The stomach has four sections:

  • The cardia refers to the part of the stomach where food from the esophagus enters. It is found near the lower esophageal sphincter, the valve that separates the contents of the stomach from that of the esophagus.
  • The fundus is the distinct curve at the upper part of the organ.
  • The body is the central part of the organ.
  • The pylorus is the lower part of the stomach responsible mainly for emptying its contents into the small intestine. It is connected to the pyloric sphincter, the valve that separates the contents of the stomach from that of the small intestine.

Common Stomach Problems/Conditions

  • Gastroesophageal reflux disease – More commonly known as GERD, this condition occurs when food travels back up the esophagus instead of going straight into the stomach. Its major symptom is heartburn.

  • Stomach ulcer – Ulcers are caused by erosions that affect the stomach lining. They may develop due to certain infections or the improper or excessive use of some medications. This can cause abdominal pain and internal bleeding in the stomach.

  • Gastritis – Gastritis refers to the inflammation of the stomach, resulting in pain and nausea. It is linked to several causative factors including excessive alcohol consumption, stress, and incorrect use of certain medications, such as anti-inflammatory drugs. It is also linked to H. pylori bacteria and certain viral infections.

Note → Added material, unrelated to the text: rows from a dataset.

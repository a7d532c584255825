//! String and symbol builtins
//!
//! Strings are mutable character sequences; comparisons are codepoint-wise.
//! The case-insensitive variants fold with full Unicode lowercasing, same as
//! symbol interning does.

use std::cmp::Ordering;
use std::rc::Rc;

use schist_core::value::SchemeString;
use schist_core::{Env, Result, SchemeError, Symbol, Value, list_from_vec};

use crate::args;
use crate::builtins::bind;

pub fn install(env: &Rc<Env>) {
    bind(env, "symbol?", symbol_p);
    bind(env, "string->symbol", string_to_symbol);
    bind(env, "symbol->string", symbol_to_string);
    bind(env, "string?", string_p);
    bind(env, "make-string", make_string);
    bind(env, "string", string);
    bind(env, "string-length", string_length);
    bind(env, "string-ref", string_ref);
    bind(env, "string-set!", string_set);
    bind(env, "string=?", string_eq);
    bind(env, "string<?", string_lt);
    bind(env, "string<=?", string_le);
    bind(env, "string>?", string_gt);
    bind(env, "string>=?", string_ge);
    bind(env, "string-ci=?", string_ci_eq);
    bind(env, "string-ci<?", string_ci_lt);
    bind(env, "string-ci<=?", string_ci_le);
    bind(env, "string-ci>?", string_ci_gt);
    bind(env, "string-ci>=?", string_ci_ge);
    bind(env, "substring", substring);
    bind(env, "string-append", string_append);
    bind(env, "string->list", string_to_list);
    bind(env, "list->string", list_to_string);
    bind(env, "string-copy", string_copy);
    bind(env, "string-fill!", string_fill);
}

fn symbol_p(_env: &Rc<Env>, arguments: &[Value]) -> Result<Value> {
    args::exactly("symbol?", 1, arguments)?;
    Ok(Value::Boolean(matches!(arguments[0], Value::Symbol(_))))
}

/// Interns through the same case-folding path the reader uses, so
/// `(string->symbol "FOO")` is `eq?` to `'foo`.
fn string_to_symbol(_env: &Rc<Env>, arguments: &[Value]) -> Result<Value> {
    args::exactly("string->symbol", 1, arguments)?;
    let s = args::string("string->symbol", &arguments[0])?;
    Ok(Value::Symbol(Symbol::of(&s.to_text())))
}

fn symbol_to_string(_env: &Rc<Env>, arguments: &[Value]) -> Result<Value> {
    args::exactly("symbol->string", 1, arguments)?;
    let sym = args::symbol("symbol->string", &arguments[0])?;
    Ok(Value::String(SchemeString::literal(sym.name())))
}

fn string_p(_env: &Rc<Env>, arguments: &[Value]) -> Result<Value> {
    args::exactly("string?", 1, arguments)?;
    Ok(Value::Boolean(matches!(arguments[0], Value::String(_))))
}

fn make_string(_env: &Rc<Env>, arguments: &[Value]) -> Result<Value> {
    args::between("make-string", 1, 2, arguments)?;
    let len = args::index("make-string", &arguments[0])?;
    let fill = match arguments.get(1) {
        Some(ch) => args::character("make-string", ch)?,
        None => ' ',
    };
    Ok(Value::String(SchemeString::new(vec![fill; len])))
}

fn string(_env: &Rc<Env>, arguments: &[Value]) -> Result<Value> {
    let chars = arguments
        .iter()
        .map(|v| args::character("string", v))
        .collect::<Result<Vec<_>>>()?;
    Ok(Value::String(SchemeString::new(chars)))
}

fn string_length(_env: &Rc<Env>, arguments: &[Value]) -> Result<Value> {
    args::exactly("string-length", 1, arguments)?;
    let s = args::string("string-length", &arguments[0])?;
    Ok(Value::from_i64(s.len() as i64))
}

fn string_ref(_env: &Rc<Env>, arguments: &[Value]) -> Result<Value> {
    args::exactly("string-ref", 2, arguments)?;
    let s = args::string("string-ref", &arguments[0])?;
    let k = args::index("string-ref", &arguments[1])?;
    s.get(k)
        .map(Value::Character)
        .ok_or(SchemeError::IndexOutOfRange {
            procedure: "string-ref",
            index: k.to_string(),
        })
}

fn string_set(_env: &Rc<Env>, arguments: &[Value]) -> Result<Value> {
    args::exactly("string-set!", 3, arguments)?;
    let s = args::string("string-set!", &arguments[0])?;
    let k = args::index("string-set!", &arguments[1])?;
    let ch = args::character("string-set!", &arguments[2])?;
    s.set(k, ch)?;
    Ok(Value::Void)
}

fn fold(chars: Vec<char>) -> Vec<char> {
    chars.into_iter().flat_map(|c| c.to_lowercase()).collect()
}

fn compare_chain(
    name: &'static str,
    arguments: &[Value],
    ci: bool,
    accept: fn(Ordering) -> bool,
) -> Result<Value> {
    args::at_least(name, 2, arguments)?;
    let mut texts = Vec::with_capacity(arguments.len());
    for value in arguments {
        let chars = args::string(name, value)?.chars();
        texts.push(if ci { fold(chars) } else { chars });
    }
    let holds = texts.windows(2).all(|w| accept(w[0].cmp(&w[1])));
    Ok(Value::Boolean(holds))
}

fn string_eq(_env: &Rc<Env>, a: &[Value]) -> Result<Value> {
    compare_chain("string=?", a, false, |o| o == Ordering::Equal)
}

fn string_lt(_env: &Rc<Env>, a: &[Value]) -> Result<Value> {
    compare_chain("string<?", a, false, |o| o == Ordering::Less)
}

fn string_le(_env: &Rc<Env>, a: &[Value]) -> Result<Value> {
    compare_chain("string<=?", a, false, |o| o != Ordering::Greater)
}

fn string_gt(_env: &Rc<Env>, a: &[Value]) -> Result<Value> {
    compare_chain("string>?", a, false, |o| o == Ordering::Greater)
}

fn string_ge(_env: &Rc<Env>, a: &[Value]) -> Result<Value> {
    compare_chain("string>=?", a, false, |o| o != Ordering::Less)
}

fn string_ci_eq(_env: &Rc<Env>, a: &[Value]) -> Result<Value> {
    compare_chain("string-ci=?", a, true, |o| o == Ordering::Equal)
}

fn string_ci_lt(_env: &Rc<Env>, a: &[Value]) -> Result<Value> {
    compare_chain("string-ci<?", a, true, |o| o == Ordering::Less)
}

fn string_ci_le(_env: &Rc<Env>, a: &[Value]) -> Result<Value> {
    compare_chain("string-ci<=?", a, true, |o| o != Ordering::Greater)
}

fn string_ci_gt(_env: &Rc<Env>, a: &[Value]) -> Result<Value> {
    compare_chain("string-ci>?", a, true, |o| o == Ordering::Greater)
}

fn string_ci_ge(_env: &Rc<Env>, a: &[Value]) -> Result<Value> {
    compare_chain("string-ci>=?", a, true, |o| o != Ordering::Less)
}

fn substring(_env: &Rc<Env>, arguments: &[Value]) -> Result<Value> {
    args::exactly("substring", 3, arguments)?;
    let s = args::string("substring", &arguments[0])?;
    let start = args::index("substring", &arguments[1])?;
    let end = args::index("substring", &arguments[2])?;
    let chars = s.chars();
    if start > end || end > chars.len() {
        return Err(SchemeError::IndexOutOfRange {
            procedure: "substring",
            index: format!("{start}..{end}"),
        });
    }
    Ok(Value::String(SchemeString::new(chars[start..end].to_vec())))
}

fn string_append(_env: &Rc<Env>, arguments: &[Value]) -> Result<Value> {
    let mut out = Vec::new();
    for value in arguments {
        out.extend(args::string("string-append", value)?.chars());
    }
    Ok(Value::String(SchemeString::new(out)))
}

fn string_to_list(_env: &Rc<Env>, arguments: &[Value]) -> Result<Value> {
    args::exactly("string->list", 1, arguments)?;
    let s = args::string("string->list", &arguments[0])?;
    Ok(list_from_vec(
        s.chars().into_iter().map(Value::Character).collect(),
    ))
}

fn list_to_string(_env: &Rc<Env>, arguments: &[Value]) -> Result<Value> {
    args::exactly("list->string", 1, arguments)?;
    let items = args::list("list->string", &arguments[0])?;
    let chars = items
        .iter()
        .map(|v| args::character("list->string", v))
        .collect::<Result<Vec<_>>>()?;
    Ok(Value::String(SchemeString::new(chars)))
}

fn string_copy(_env: &Rc<Env>, arguments: &[Value]) -> Result<Value> {
    args::exactly("string-copy", 1, arguments)?;
    let s = args::string("string-copy", &arguments[0])?;
    Ok(Value::String(SchemeString::new(s.chars())))
}

fn string_fill(_env: &Rc<Env>, arguments: &[Value]) -> Result<Value> {
    args::exactly("string-fill!", 2, arguments)?;
    let s = args::string("string-fill!", &arguments[0])?;
    let ch = args::character("string-fill!", &arguments[1])?;
    s.fill(ch)?;
    Ok(Value::Void)
}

  • Stomach cancer – Cancer develops when malignant cells grow in the stomach. Some cases have been traced back to smoking, Epstein-Barr viral infection, and exposure to certain substances such as asbestos and those used in coal and rubber industries.

Common Gastric Procedures and Surgeries

Medical conditions involving the stomach are usually diagnosed and treated using the following procedures:

  • Endoscopy – An endoscopy is a minimally invasive procedure used for the diagnosis and treatment of stomach diseases. It is performed by inserting an endoscope, a flexible tube with a camera attached to one end, through the mouth and into the stomach. It gives doctors access to the stomach without the need for a large abdominal incision.

  • Abdominal surgery – An open abdominal surgery sometimes becomes necessary, especially in severe cases associated with stomach cancer, internal bleeding in the stomach, and ruptured ulcers.

  • Stomach biopsy – If abnormal cells or tissue are suspected to be present in the stomach, a biopsy is performed to take a sample of the cells for further analysis.

  • pH testing – This is the primary method used for the diagnosis and treatment of GERD. Its purpose is to monitor the acid levels in the esophagus.